The group said Thursday that many laboratories have validated three or more diagnostic methods to counter the risk that shortages of reagents or other materials will limit their ability to test samples. Tests from Abbott and Roche are many centers' first choices.
- AMP used the survey findings to argue that the U.S. government and commercial producers of reagents and other supplies need to give laboratories real-time updates on the availability of testing materials.
The simultaneous scaling up of testing capacity at laboratories around the world in response to the coronavirus pandemic has put pressures on supply chains that handle reagents and other materials used to show if a patient is infected.
Between April 23 and May 5, AMP polled representatives of 118 U.S. academic medical centers, commercial reference laboratories and community hospitals to understand how those pressures have impacted testing centers. The poll showed that supply chain disruptions are a widespread, ongoing problem constraining U.S. testing capacity.
According to the survey, access to swabs is currently the most common problem, with 60% of those polled saying availability is limited. A further 31% of respondents previously struggled to obtain swabs. The other main access issue involves testing media, which 53% of respondents said is in short supply. AMP identified seven groups of products that 19% or more centers are struggling to source.
Laboratories of all types are finding it similarly hard to source most types of materials, according to the survey. The exception is testing kits, which are in short supply at 13% of commercial laboratories and 40% of academic medical center and community laboratories.

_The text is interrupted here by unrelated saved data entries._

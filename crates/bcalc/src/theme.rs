#![forbid(unsafe_code)]

//! Colors and styles used by the calculator screen.

use bcalc_core::Complexity;
use bcalc_widgets::{Color, Style};

pub const ACCENT: Color = Color::rgb(94, 172, 255);
pub const MUTED: Color = Color::rgb(128, 134, 146);
pub const WARNING: Color = Color::rgb(255, 190, 92);
pub const HIGHLIGHT_BG: Color = Color::rgb(48, 76, 122);

pub const TITLE: Style = Style::new().fg(ACCENT).bold();
pub const LABEL: Style = Style::new().bold();
pub const HINT: Style = Style::new().fg(MUTED);
pub const BORDER: Style = Style::new().fg(MUTED);
pub const FIGURE: Style = Style::new().fg(ACCENT).bold();
pub const ADVISORY: Style = Style::new().fg(WARNING);
pub const SELECTED: Style = Style::new().bg(HIGHLIGHT_BG).bold();
pub const MODAL_BORDER: Style = Style::new().fg(ACCENT);
pub const BACKDROP: Style = Style::new().dim();

/// Line color for one complexity series in the chart.
pub const fn series(complexity: Complexity) -> Style {
    match complexity {
        Complexity::Simple => Style::new().fg(Color::rgb(120, 220, 140)),
        Complexity::Average => Style::new().fg(Color::rgb(94, 172, 255)),
        Complexity::Complex => Style::new().fg(Color::rgb(240, 120, 150)),
    }
}
#![forbid(unsafe_code)]

use crate::block::{Alignment, Block};
use crate::buffer::Buffer;
use crate::geometry::Rect;
use crate::layout::{Constraint, Flex};
use crate::style::Style;
use crate::{StatefulWidget, Widget, draw_text_span, set_style_area, text_width};

/// One table cell.
#[derive(Debug, Clone, PartialEq, Eq, Default)]
pub struct TableCell {
    text: String,
    style: Style,
}

impl TableCell {
    pub fn new(text: impl Into<String>) -> Self {
        Self {
            text: text.into(),
            style: Style::default(),
        }
    }

    pub fn style(mut self, style: Style) -> Self {
        self.style = style;
        self
    }

    pub fn text(&self) -> &str {
        &self.text
    }
}

impl From<&str> for TableCell {
    fn from(text: &str) -> Self {
        Self::new(text)
    }
}

impl From<String> for TableCell {
    fn from(text: String) -> Self {
        Self::new(text)
    }
}

/// A row in a table.
#[derive(Debug, Clone, Default)]
pub struct Row {
    cells: Vec<TableCell>,
    style: Style,
    bottom_margin: u16,
}

impl Row {
    pub fn new(cells: impl IntoIterator<Item = impl Into<TableCell>>) -> Self {
        Self {
            cells: cells.into_iter().map(Into::into).collect(),
            style: Style::default(),
            bottom_margin: 0,
        }
    }

    pub fn style(mut self, style: Style) -> Self {
        self.style = style;
        self
    }

    pub fn bottom_margin(mut self, margin: u16) -> Self {
        self.bottom_margin = margin;
        self
    }

    pub fn cells(&self) -> &[TableCell] {
        &self.cells
    }
}

/// Selected cell as `(row, column)`.
#[derive(Debug, Clone, Copy, Default, PartialEq, Eq)]
pub struct TableState {
    pub selected: Option<(usize, usize)>,
}

impl TableState {
    pub fn select(&mut self, cell: Option<(usize, usize)>) {
        self.selected = cell;
    }
}

/// A grid of single-line cells with column constraints and an optional
/// highlighted cell.
#[derive(Debug, Clone, Default)]
pub struct Table<'a> {
    rows: Vec<Row>,
    widths: Vec<Constraint>,
    alignments: Vec<Alignment>,
    header: Option<Row>,
    block: Option<Block<'a>>,
    style: Style,
    highlight_style: Style,
    column_spacing: u16,
}

impl<'a> Table<'a> {
    pub fn new(
        rows: impl IntoIterator<Item = Row>,
        widths: impl IntoIterator<Item = Constraint>,
    ) -> Self {
        Self {
            rows: rows.into_iter().collect(),
            widths: widths.into_iter().collect(),
            column_spacing: 1,
            ..Self::default()
        }
    }

    pub fn header(mut self, header: Row) -> Self {
        self.header = Some(header);
        self
    }

    pub fn block(mut self, block: Block<'a>) -> Self {
        self.block = Some(block);
        self
    }

    pub fn style(mut self, style: Style) -> Self {
        self.style = style;
        self
    }

    pub fn highlight_style(mut self, style: Style) -> Self {
        self.highlight_style = style;
        self
    }

    pub fn column_spacing(mut self, spacing: u16) -> Self {
        self.column_spacing = spacing;
        self
    }

    /// Per-column text alignment; missing entries align left.
    pub fn alignments(mut self, alignments: impl IntoIterator<Item = Alignment>) -> Self {
        self.alignments = alignments.into_iter().collect();
        self
    }

    fn render_row(
        &self,
        row: &Row,
        columns: &[Rect],
        y: u16,
        selected: Option<usize>,
        buf: &mut Buffer,
    ) {
        let row_style = self.style.patch(row.style);
        for (col, (cell, rect)) in row.cells.iter().zip(columns).enumerate() {
            let area = Rect::new(rect.x, y, rect.width, 1);
            let mut style = row_style.patch(cell.style);
            if selected == Some(col) {
                style = style.patch(self.highlight_style);
            }
            set_style_area(buf, area, style);

            let align = self.alignments.get(col).copied().unwrap_or_default();
            let width = (text_width(&cell.text) as u16).min(area.width);
            let x = area.x + align.offset(area.width, width);
            draw_text_span(buf, x, y, &cell.text, style, area.right());
        }
    }
}

impl Widget for Table<'_> {
    fn render(&self, area: Rect, buf: &mut Buffer) {
        let mut state = TableState::default();
        StatefulWidget::render(self, area, buf, &mut state);
    }
}

impl StatefulWidget for Table<'_> {
    type State = TableState;

    fn render(&self, area: Rect, buf: &mut Buffer, state: &mut Self::State) {
        if area.is_empty() {
            return;
        }

        #[cfg(feature = "tracing")]
        let _span = tracing::trace_span!(
            "widget_render",
            widget = "Table",
            rows = self.rows.len(),
            selected = ?state.selected
        )
        .entered();

        let table_area = match &self.block {
            Some(block) => {
                block.render(area, buf);
                block.inner(area)
            }
            None => area,
        };
        if table_area.is_empty() {
            return;
        }

        let columns = Flex::horizontal()
            .constraints(self.widths.iter().copied())
            .gap(self.column_spacing)
            .split(Rect::new(table_area.x, table_area.y, table_area.width, 1));

        let mut y = table_area.y;
        let max_y = table_area.bottom();

        if let Some(header) = &self.header {
            self.render_row(header, &columns, y, None, buf);
            y = y.saturating_add(1 + header.bottom_margin);
        }

        for (i, row) in self.rows.iter().enumerate() {
            if y >= max_y {
                break;
            }
            let selected = state
                .selected
                .and_then(|(r, c)| (r == i).then_some(c));
            self.render_row(row, &columns, y, selected, buf);
            y = y.saturating_add(1 + row.bottom_margin);
        }
    }
}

Despite the persistence of widespread shortages, there are signs that supply chains are adapting to increased demand. About one third of respondents are still contending with limited availability of testing kits and reagents, but even more laboratories have come through shortages of those materials and now have ready access.
However, the active and resolved supply chain disruptions have halted testing. One in five laboratories surveyed said supply chain interruptions have stopped them from testing for the virus altogether. Many more laboratories have delayed or decreased testing in response to supply chain problems.
Faced with unreliable supply chains, many laboratories, particularly those in academic and hospital settings, have validated three or more testing methods to provide them with more options. The availability of reagents and supplies is dictating which of the methods the laboratories use to process the samples.
Products to detect SARS-CoV-2 sold by Abbott and Roche are the first choice assays in 16% and 17% of centers, respectively, making them the most popular tests after in-house diagnostics with emergency use authorization. Cepheid’s Xpert Xpress SARS-CoV-2 is also widely used, with more than half of respondents deploying it as either their primary, secondary or tertiary testing method.
Most laboratories plan to add additional tests to increase their overall capacity. If the respondents hit their targets, 42% of commercial laboratories will have the capacity to process more than 2,000 tests a day, up from 14% at the time of the survey. Other groups have similarly ambitious targets, with 79% of academic medical centers aiming to handle 500 or more tests a day. Less than 20% of centers were at that level at the time of the survey.
AMP wants other groups to help support the scaling up of capacity. Requests made by the trade group include a call for greater transparency about the availability of testing materials and a push for the reprioritization of supplies based on clinical testing needs. The AMP requests come more than a month after public health groups urged President Donald Trump to act to ensure the availability of reagents and other testing materials.
However, the Trump administration has instead deferred to states, putting the onus on them to establish "robust" testing programs while forcing many governors and local officials to compete against each other and the federal government for scarce test supplies.